- Born: 22 November 1970 (age 55) Gillingham, Kent, England
- Occupations: Novelist, Screenwriter, Producer, Actor
- Writing career
- Genres: Thriller, speculative fiction, science fiction, adventure
- Subjects: History, mythology, anthropology, languages, genetics, outer space
- Website: www.stelpavlou.com

= Stel Pavlou =

British screenwriter and speculative fiction novelist

Stelios Grant Pavlou (born 22 November 1970) is a British screenwriter and speculative fiction novelist. He is known for writing the novel Decipher and the screenplay for the film The 51st State.

==Personal life==
Pavlou was born in Kent, England on 22 November 1970 and went to the Chatham Grammar School for Boys. He attended the University of Liverpool in American Studies and received a degree in American Studies, which required that he spend a semester in the United States. Pavlou also served in the Cypriot army for one year.

== Career ==
After graduating from the University of Liverpool Pavlou applied to approximately six hundred media jobs without success. He wrote the script for the film The 51st State (known as Formula 51 in the United States) while he was living in Rochester, Kent, and working for a local wine shop. The film was released in 2001 and starred Samuel L. Jackson and Robert Carlyle. For the British DVD release Pavlou did the audio commentary and included a featurette titled, "Who the Hell is Stel Pavlou." In 2001 Pavlou published his debut novel, Decipher, through Simon & Schuster. The novel centers upon Atlantis and received reviews from The Independent, The Washington Post, and Cryptologia. He published a second novel, Gene, in 2005 and in 2017, released the first book in his children's fiction series Daniel Coldstar.

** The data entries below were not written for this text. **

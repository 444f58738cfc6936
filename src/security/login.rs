//! Second-factor login check composed from the code service and audit log.
//!
//! Order: lockout gate, code check, then the attempt is recorded. A locked
//! out caller gets `SecurityError::Lockout` and the attempt is logged as a
//! security event only, so hammering a locked address does not extend the
//! lockout.

use super::audit::{AuditLog, LoginAttempt, SecurityEvent};
use super::backup_codes::BackupCodeSet;
use super::error::{Result, SecurityError};
use super::totp::{is_code_shaped, AuthenticatorCodeService, TotpSecret, DEFAULT_WINDOW};
use chrono::{DateTime, Utc};
use std::sync::Arc;
use tracing::{info, warn};

/// What the caller submitted as their second factor.
#[derive(Debug)]
pub enum SecondFactor<'a> {
    Totp {
        secret: &'a TotpSecret,
        code: &'a str,
    },
    Backup {
        codes: &'a mut BackupCodeSet,
        code: &'a str,
    },
    /// A code of unknown kind: TOTP-shaped input is checked against the
    /// secret first, then every input is tried against the backup codes.
    Either {
        secret: &'a TotpSecret,
        codes: &'a mut BackupCodeSet,
        code: &'a str,
    },
}

/// Request metadata carried into audit records.
#[derive(Debug, Clone, Copy)]
pub struct LoginContext<'a> {
    pub email: &'a str,
    pub source_address: &'a str,
    pub user_agent: Option<&'a str>,
}

#[derive(Debug, Clone)]
pub struct LoginGuard {
    codes: AuthenticatorCodeService,
    audit: Arc<AuditLog>,
    window: u64,
}

impl LoginGuard {
    #[must_use]
    pub fn new(codes: AuthenticatorCodeService, audit: Arc<AuditLog>) -> Self {
        Self {
            codes,
            audit,
            window: DEFAULT_WINDOW,
        }
    }

    /// Number of 30 second steps of clock drift tolerated either side.
    #[must_use]
    pub fn with_window(mut self, window: u64) -> Self {
        self.window = window;
        self
    }

    #[must_use]
    pub fn codes(&self) -> &AuthenticatorCodeService {
        &self.codes
    }

    #[must_use]
    pub fn audit(&self) -> &Arc<AuditLog> {
        &self.audit
    }

    /// Lockout check shared by every login path. A hit is recorded as a
    /// `login.locked_out` security event, never as a login attempt.
    fn locked_out(&self, context: LoginContext<'_>, now: DateTime<Utc>) -> bool {
        if !self.audit.is_locked_out(context.source_address, now) {
            return false;
        }

        warn!(source_address = context.source_address, "login rejected: locked out");
        let mut event = SecurityEvent::new("login.locked_out", "auth/mfa", false);
        event.principal_email = context.email.to_string();
        event.source_address = context.source_address.to_string();
        event.user_agent = context.user_agent.map(ToString::to_string);
        self.audit.record_event(event);
        true
    }

    /// Record a failed attempt that never reached a code check, such as an
    /// unknown account. Returns the error the caller should surface.
    #[must_use]
    pub fn reject(
        &self,
        context: LoginContext<'_>,
        reason: &str,
        now: DateTime<Utc>,
    ) -> SecurityError {
        if self.locked_out(context, now) {
            return SecurityError::Lockout;
        }

        let mut attempt = LoginAttempt::new(context.email, context.source_address, false);
        attempt.user_agent = context.user_agent.map(ToString::to_string);
        attempt.failure_reason = Some(reason.to_string());
        self.audit.record_login_attempt(attempt);
        SecurityError::Validation
    }

    /// # Errors
    /// Returns `SecurityError::Lockout` if the source address is locked out,
    /// `SecurityError::Validation` if the submitted factor does not verify.
    pub fn verify(
        &self,
        context: LoginContext<'_>,
        factor: SecondFactor<'_>,
        now: DateTime<Utc>,
    ) -> Result<()> {
        if self.locked_out(context, now) {
            return Err(SecurityError::Lockout);
        }

        let unix_time = u64::try_from(now.timestamp()).unwrap_or(0);
        let (verified, failure_reason) = match factor {
            SecondFactor::Totp { secret, code } => {
                let ok = self.codes.validate_code(secret, code, self.window, unix_time);
                (ok, "invalid_totp")
            }
            SecondFactor::Backup { codes, code } => {
                (self.codes.consume_backup_code(codes, code), "invalid_backup_code")
            }
            SecondFactor::Either {
                secret,
                codes,
                code,
            } => {
                let ok = (is_code_shaped(code)
                    && self.codes.validate_code(secret, code, self.window, unix_time))
                    || self.codes.consume_backup_code(codes, code);
                (ok, "invalid_code")
            }
        };

        let mut attempt = LoginAttempt::new(context.email, context.source_address, verified);
        attempt.user_agent = context.user_agent.map(ToString::to_string);
        if !verified {
            attempt.failure_reason = Some(failure_reason.to_string());
        }
        self.audit.record_login_attempt(attempt);

        if verified {
            info!(source_address = context.source_address, "second factor verified");
            Ok(())
        } else {
            Err(SecurityError::Validation)
        }
    }
}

In 2021, Pavlou hosted a television show on the Discovery Channel titled Hunting Atlantis, which has been criticised by professional archaeologists for pseudoscience and contributing to false perceptions of history and archaeology.

==Selected works==
Novels
- 2001 Decipher and related website Atlantipedia
- 2005 Gene
- 2017 Daniel Coldstar: The Relic War
- 2019 Daniel Coldstar: The Betrayer

Short stories
- 2006 "Checkpoint", published in Doctor Who Short Trips: The Centenarian
- 2007 "Omegamorphosis", published in Short Trips: Destination Prague
- 2007 "You Had Me at Verify User Name and Password", published in Short Trips: Snapshots
Screenplays
- 2002 Screenplay for The 51st State / Formula 51 (including the DVD extra Who the hell is Stel Pavlou?)